Ue, ecco cos’è necessario fare contro la recessione da coronavirus: l’appello di 67 economisti
Tra i firmatari anche Massimiliano Mazzanti (Università di Ferrara) e Daniela Palma (Enea), del think tank di greenreport
[23 Marzo 2020]
Neanche di fronte a un disastro l’attuale classe dirigente europea è disposta a prendere atto che le idee che hanno guidato finora la politica economica sono profondamente sbagliate. Questa classe dirigente pretende che tali idee interpretino il modo migliore di far funzionare i mercati, elevati a mitici giudici di ciò che è giusto e ciò che non lo è e di fatto sostituiti al processo democratico. Ma proprio la reazione dei mercati alle prime decisioni dei ministri finanziari e poi della Bce su come fronteggiare l’emergenza hanno sepolto sotto una valanga di vendite da panico la palese incomprensione della situazione da parte dei massimi dirigenti europei, costringendoli a frettolosi tentativi di riparazione.
Queste reazioni non sono però servite a convincere leader e tecnocrati della fallacia delle loro teorie. Gli interventi sono presentati come una risposta d’eccezione a uno stato di eccezione, senza che questo metta in questione le regole di funzionamento dell’Unione che – si sottintende – passata la tempesta riprenderanno ad operare pienamente.
Il Patto di stabilità in un primo momento non era stato nemmeno sospeso, preferendo affermare che non ce n’era bisogno perché “consente tutta la flessibilità necessaria”. Il “whatever it takes” di Mario Draghi è stato dapprima smentito, provocando il crollo dei mercati, e poi ripetuto in un tentativo di recupero. Ma è stata persa la credibilità, che è la condizione indispensabile affinché quella frase sia efficace, sia perché è evidente che sia stata detta solo perché forzata dagli eventi, sia perché i nuovi provvedimenti annunciati dalla Bce prevedono limiti e paletti (come la capital key, gli acquisti di titoli sovrani in base alle quote di capitale della Banca che ogni Stato possiede, seppure attenuata) e non sono quindi nella logica di “qualsiasi cosa sia necessaria”.
Il cosiddetto Fondo salva-Stati (Mes) è rimasto ai margini degli annunci, a riprova che non è in grado di salvare nulla.

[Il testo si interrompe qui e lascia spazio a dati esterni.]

//! Durable key-value storage for the session

use log::warn;
use std::collections::HashMap;
use std::fs;
use std::io::ErrorKind;
use std::path::{Path, PathBuf};
use std::sync::{Arc, Mutex, PoisonError, RwLock};

use crate::AuthError;

pub const TOKEN_KEY: &str = "token";
pub const USERNAME_KEY: &str = "username";
pub const EXPIRES_AT_KEY: &str = "expiresAt";

/// Every key the session store owns
pub const SESSION_KEYS: [&str; 3] = [TOKEN_KEY, USERNAME_KEY, EXPIRES_AT_KEY];

/// String key-value storage that outlives the process, like a browser's
/// `localStorage`.
pub trait SessionStorage: Send + Sync {
    fn get(&self, key: &str) -> Result<Option<String>, AuthError>;
    fn set(&self, key: &str, value: &str) -> Result<(), AuthError>;
    fn remove(&self, key: &str) -> Result<(), AuthError>;
}

impl<T: SessionStorage + ?Sized> SessionStorage for Arc<T> {
    fn get(&self, key: &str) -> Result<Option<String>, AuthError> {
        (**self).get(key)
    }

    fn set(&self, key: &str, value: &str) -> Result<(), AuthError> {
        (**self).set(key, value)
    }

    fn remove(&self, key: &str) -> Result<(), AuthError> {
        (**self).remove(key)
    }
}

/// In-process storage. Nothing survives a restart.
#[derive(Debug, Default)]
pub struct MemoryStorage {
    entries: RwLock<HashMap<String, String>>,
}

impl MemoryStorage {
    pub fn new() -> Self {
        Self::default()
    }

    pub fn len(&self) -> usize {
        self.entries.read().unwrap_or_else(PoisonError::into_inner).len()
    }

    pub fn is_empty(&self) -> bool {
        self.len() == 0
    }
}

impl SessionStorage for MemoryStorage {
    fn get(&self, key: &str) -> Result<Option<String>, AuthError> {
        let entries = self.entries.read().unwrap_or_else(PoisonError::into_inner);
        Ok(entries.get(key).cloned())
    }

    fn set(&self, key: &str, value: &str) -> Result<(), AuthError> {
        let mut entries = self.entries.write().unwrap_or_else(PoisonError::into_inner);
        entries.insert(key.to_string(), value.to_string());
        Ok(())
    }

    fn remove(&self, key: &str) -> Result<(), AuthError> {
        let mut entries = self.entries.write().unwrap_or_else(PoisonError::into_inner);
        entries.remove(key);
        Ok(())
    }
}

/// Storage backed by a single JSON object on disk.
///
/// Every write replaces the file through a sibling temp file and a rename, so
/// a reader never sees a half-written document.
#[derive(Debug)]
pub struct FileStorage {
    path: PathBuf,
    lock: Mutex<()>,
}

impl FileStorage {
    pub fn new(path: impl Into<PathBuf>) -> Self {
        Self {
            path: path.into(),
            lock: Mutex::new(()),
        }
    }

    pub fn path(&self) -> &Path {
        &self.path
    }

    // The flag is set when the file held something other than a session
    // document; its content is dropped and the next write replaces it.
    fn load(&self) -> Result<(HashMap<String, String>, bool), AuthError> {
        match fs::read_to_string(&self.path) {
            Ok(content) if content.trim().is_empty() => Ok((HashMap::new(), false)),
            Ok(content) => match serde_json::from_str(&content) {
                Ok(entries) => Ok((entries, false)),
                Err(e) => {
                    warn!(
                        "ignoring {}, not a valid session file: {}",
                        self.path.display(),
                        e
                    );
                    Ok((HashMap::new(), true))
                }
            },
            Err(e) if e.kind() == ErrorKind::NotFound => Ok((HashMap::new(), false)),
            Err(e) => Err(AuthError::Storage(format!(
                "failed to read {}: {}",
                self.path.display(),
                e
            ))),
        }
    }

    fn persist(&self, entries: &HashMap<String, String>) -> Result<(), AuthError> {
        let io_err = |e: std::io::Error| {
            AuthError::Storage(format!("failed to write {}: {}", self.path.display(), e))
        };

        if let Some(dir) = self.path.parent().filter(|d| !d.as_os_str().is_empty()) {
            fs::create_dir_all(dir).map_err(io_err)?;
        }

        let content = serde_json::to_string_pretty(entries)?;
        let tmp = self.path.with_extension("tmp");
        fs::write(&tmp, content).map_err(io_err)?;
        fs::rename(&tmp, &self.path).map_err(io_err)?;
        Ok(())
    }

    fn update<F>(&self, change: F) -> Result<(), AuthError>
    where
        F: FnOnce(&mut HashMap<String, String>) -> bool,
    {
        let _guard = self.lock.lock().unwrap_or_else(PoisonError::into_inner);
        let (mut entries, corrupt) = self.load()?;
        if change(&mut entries) || corrupt {
            self.persist(&entries)?;
        }
        Ok(())
    }
}

impl SessionStorage for FileStorage {
    fn get(&self, key: &str) -> Result<Option<String>, AuthError> {
        let _guard = self.lock.lock().unwrap_or_else(PoisonError::into_inner);
        Ok(self.load()?.0.remove(key))
    }

    fn set(&self, key: &str, value: &str) -> Result<(), AuthError> {
        self.update(|entries| {
            entries.insert(key.to_string(), value.to_string());
            true
        })
    }

    fn remove(&self, key: &str) -> Result<(), AuthError> {
        self.update(|entries| entries.remove(key).is_some())
    }
}

#[cfg(test)]
mod tests {
    use super::*;

    #[test]
    fn test_memory_storage() {
        let storage = MemoryStorage::new();
        assert_eq!(storage.get(TOKEN_KEY).unwrap(), None);

        storage.set(TOKEN_KEY, "abc").unwrap();
        assert_eq!(storage.get(TOKEN_KEY).unwrap().as_deref(), Some("abc"));
        assert_eq!(storage.len(), 1);

        storage.remove(TOKEN_KEY).unwrap();
        storage.remove(TOKEN_KEY).unwrap();
        assert!(storage.is_empty());
    }

    #[test]
    fn test_file_storage_survives_reopen() {
        let dir = tempfile::tempdir().unwrap();
        let path = dir.path().join("nested").join("session.json");

        let storage = FileStorage::new(&path);
        assert_eq!(storage.get(USERNAME_KEY).unwrap(), None);
        storage.set(USERNAME_KEY, "admin").unwrap();
        storage.set(TOKEN_KEY, "abc").unwrap();

        let reopened = FileStorage::new(&path);
        assert_eq!(reopened.get(USERNAME_KEY).unwrap().as_deref(), Some("admin"));

        reopened.remove(USERNAME_KEY).unwrap();
        assert_eq!(storage.get(USERNAME_KEY).unwrap(), None);
        assert_eq!(storage.get(TOKEN_KEY).unwrap().as_deref(), Some("abc"));
    }

    #[test]
    fn test_file_storage_replaces_corrupt_file() {
        let dir = tempfile::tempdir().unwrap();
        let path = dir.path().join("session.json");
        fs::write(&path, "{truncated").unwrap();

        let storage = FileStorage::new(&path);
        assert_eq!(storage.get(TOKEN_KEY).unwrap(), None);

        storage.remove(TOKEN_KEY).unwrap();
        let content = fs::read_to_string(&path).unwrap();
        let entries: HashMap<String, String> = serde_json::from_str(&content).unwrap();
        assert!(entries.is_empty());

        storage.set(TOKEN_KEY, "abc").unwrap();
        assert_eq!(storage.get(TOKEN_KEY).unwrap().as_deref(), Some("abc"));
    }
}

Si tratta in effetti solo di uno strumento di disciplina che gli Stati egemoni vogliono usare per imporre il loro dominio su quelli che cadano in difficoltà. Ne vogliono fare la chiave di accesso agli interventi della Bce, una chiave che sarebbe pagata con la “grecizzazione” di chi incautamente vi facesse ricorso, ossia l’impoverimento del paese e la sua successiva spoliazione da parte delle economie più forti.
Nell’immediato è necessario che:
– la Bce riaffermi con forza che i 750 miliardi di interventi annunciati rispondono solo alle prime necessità della crisi, e che è disposta ad interventi illimitati in base a quanto necessario;
– gli acquisti di titoli pubblici non avverranno più in base alle quote di capitale della Banca che ogni Stato possiede (criterio che peraltro non è applicato per le obbligazioni societarie), ma in base alla necessità di contrastare la speculazione;
– la Bce dichiari che i titoli sovrani detenuti in base ai vari programmi di acquisto saranno rinnovati indefinitamente;
– la Bce trovi la formula giuridica compatibile con i Trattati per acquistare a titolo definitivo bond senza scadenza emessi dagli Stati, con rendimento zero o prossimo allo zero, da collocare poi presso le Banche centrali nazionali.
Per il futuro è necessario che:
– i governi Ue abbandonino l’idea che la crescita dell’economia possa essere affidata alle sole esportazioni, continuando a perseguire indefinitamente una politica di contenimento dei bilanci pubblici e dei consumi interni;
– i governi Ue prendano atto che l’inserimento del Fiscal compact all’interno dei trattati europei è stato bocciato dal Parlamento europeo e quindi quelle prescrizioni vanno lasciate cadere;
– i governi Ue concordino che il pareggio di bilancio debba valere solo per le spese correnti;
– i governi Ue prendano ufficialmente atto che la politica fiscale possa essere usata in funzione anticongiunturale, anche se ciò comporta un deficit pubblico o un suo aumento;
– i governi Ue abbandonino i criteri di sorveglianza basati su parametri inaffidabili come il Pil potenziale e l’output gap.
Le decisioni necessarie ad assicurare la sopravvivenza dell’Unione europea non sono naturalmente soltanto queste – valga per tutte l’impellente necessità di dare vita agli eurobond – e ci sarà modo di discuterne in futuro, ma ciò che ora importa è che i vertici europei si rendano conto dei clamorosi errori ripetuti nel tempo e dichiarino di voler seguire d’ora in poi una strada diversa. Se questo non sarà fatto la crisi sarà pagata duramente da tutti i cittadini europei e sarà messa a forte rischio la stessa sopravvivenza dell’Unione.
Nicola Acocella (univ. Roma La Sapienza)
Massimo Amato (univ. Bocconi)
Davide Antonioli (univ. Ferrara)
Marco Antoniotti (univ. Milano Bicocca)
Roberto Artoni (univ. Bocconi)
PierGiorgio Ardeni (univ. Bologna)
Lucio Baccaro (Managing Director, Max Planck Institute, Colonia)
Alberto Baccini (Univ. Siena)
Giancarlo Bertocco (Univ. dell’Insubria)
Paolo Borioni (univ. Roma La Sapienza)
Sergio Bruno (univ. Roma La Sapienza)
Sergio Cesaratto (univ. Siena)
Roberto Ciccone (univ. Roma Tre)
Giulio Cifarelli (univ. Firenze)
Carlo Clericetti (giornalista)
Antonio Cuneo (univ. Ferrara)
Massimo D’Antoni (univ. Siena)
Antonio Di Majo (univ. Roma Tre)
Giovanni Dosi (Scuola Superiore Sant’Anna)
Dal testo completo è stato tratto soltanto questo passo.